Requirement: What is the number of lines in these records that hold the word "width"? Reply with that number alone.

Top of Data records

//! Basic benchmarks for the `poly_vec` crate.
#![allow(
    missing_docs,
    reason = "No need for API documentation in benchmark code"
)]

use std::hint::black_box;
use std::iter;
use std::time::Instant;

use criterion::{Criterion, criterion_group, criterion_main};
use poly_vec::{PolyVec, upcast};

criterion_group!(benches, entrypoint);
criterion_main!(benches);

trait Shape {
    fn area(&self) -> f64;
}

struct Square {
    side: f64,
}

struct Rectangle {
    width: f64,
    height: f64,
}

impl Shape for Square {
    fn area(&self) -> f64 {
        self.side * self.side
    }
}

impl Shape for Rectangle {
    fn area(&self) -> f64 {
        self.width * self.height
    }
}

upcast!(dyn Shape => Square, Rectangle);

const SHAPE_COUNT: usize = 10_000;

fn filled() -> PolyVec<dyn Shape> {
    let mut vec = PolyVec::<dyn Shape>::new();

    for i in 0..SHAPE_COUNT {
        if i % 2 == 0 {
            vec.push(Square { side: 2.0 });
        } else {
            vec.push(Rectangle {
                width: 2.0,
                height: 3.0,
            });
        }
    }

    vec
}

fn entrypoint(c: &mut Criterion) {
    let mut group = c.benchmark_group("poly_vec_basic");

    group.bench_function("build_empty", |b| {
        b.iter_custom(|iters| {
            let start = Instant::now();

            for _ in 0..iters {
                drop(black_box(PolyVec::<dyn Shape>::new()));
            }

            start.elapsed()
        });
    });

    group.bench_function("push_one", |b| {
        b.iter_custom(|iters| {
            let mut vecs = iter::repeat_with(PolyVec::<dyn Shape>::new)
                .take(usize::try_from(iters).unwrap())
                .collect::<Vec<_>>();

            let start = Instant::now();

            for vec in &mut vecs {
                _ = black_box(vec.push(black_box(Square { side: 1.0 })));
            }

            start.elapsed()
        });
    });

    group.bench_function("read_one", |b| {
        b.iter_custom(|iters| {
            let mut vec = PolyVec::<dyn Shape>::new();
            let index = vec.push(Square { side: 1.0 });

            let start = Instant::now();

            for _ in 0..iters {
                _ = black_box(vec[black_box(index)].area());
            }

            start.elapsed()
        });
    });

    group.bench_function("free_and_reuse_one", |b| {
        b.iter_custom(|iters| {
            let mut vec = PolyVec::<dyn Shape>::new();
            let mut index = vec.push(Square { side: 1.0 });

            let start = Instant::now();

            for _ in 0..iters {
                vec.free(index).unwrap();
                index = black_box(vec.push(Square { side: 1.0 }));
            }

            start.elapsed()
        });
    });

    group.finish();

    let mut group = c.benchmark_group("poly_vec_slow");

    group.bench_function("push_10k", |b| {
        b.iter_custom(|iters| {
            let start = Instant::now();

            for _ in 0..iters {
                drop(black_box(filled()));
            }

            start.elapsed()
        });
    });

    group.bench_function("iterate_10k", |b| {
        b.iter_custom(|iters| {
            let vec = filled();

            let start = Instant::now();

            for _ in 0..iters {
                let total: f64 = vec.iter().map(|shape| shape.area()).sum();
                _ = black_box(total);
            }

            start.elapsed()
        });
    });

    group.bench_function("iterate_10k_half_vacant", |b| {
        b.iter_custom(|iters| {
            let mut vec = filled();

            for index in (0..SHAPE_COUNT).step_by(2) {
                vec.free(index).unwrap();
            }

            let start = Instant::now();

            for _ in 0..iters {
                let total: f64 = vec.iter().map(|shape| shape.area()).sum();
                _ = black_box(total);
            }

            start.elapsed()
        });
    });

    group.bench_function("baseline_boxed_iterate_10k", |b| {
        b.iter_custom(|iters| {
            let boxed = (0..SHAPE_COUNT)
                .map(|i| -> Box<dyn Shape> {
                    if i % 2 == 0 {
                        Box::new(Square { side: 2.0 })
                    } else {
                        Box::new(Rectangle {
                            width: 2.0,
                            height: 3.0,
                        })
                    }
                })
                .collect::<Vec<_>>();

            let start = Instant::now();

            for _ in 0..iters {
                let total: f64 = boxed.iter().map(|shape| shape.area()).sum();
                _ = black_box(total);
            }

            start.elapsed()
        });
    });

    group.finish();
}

Bottom of Data records

Your response: 4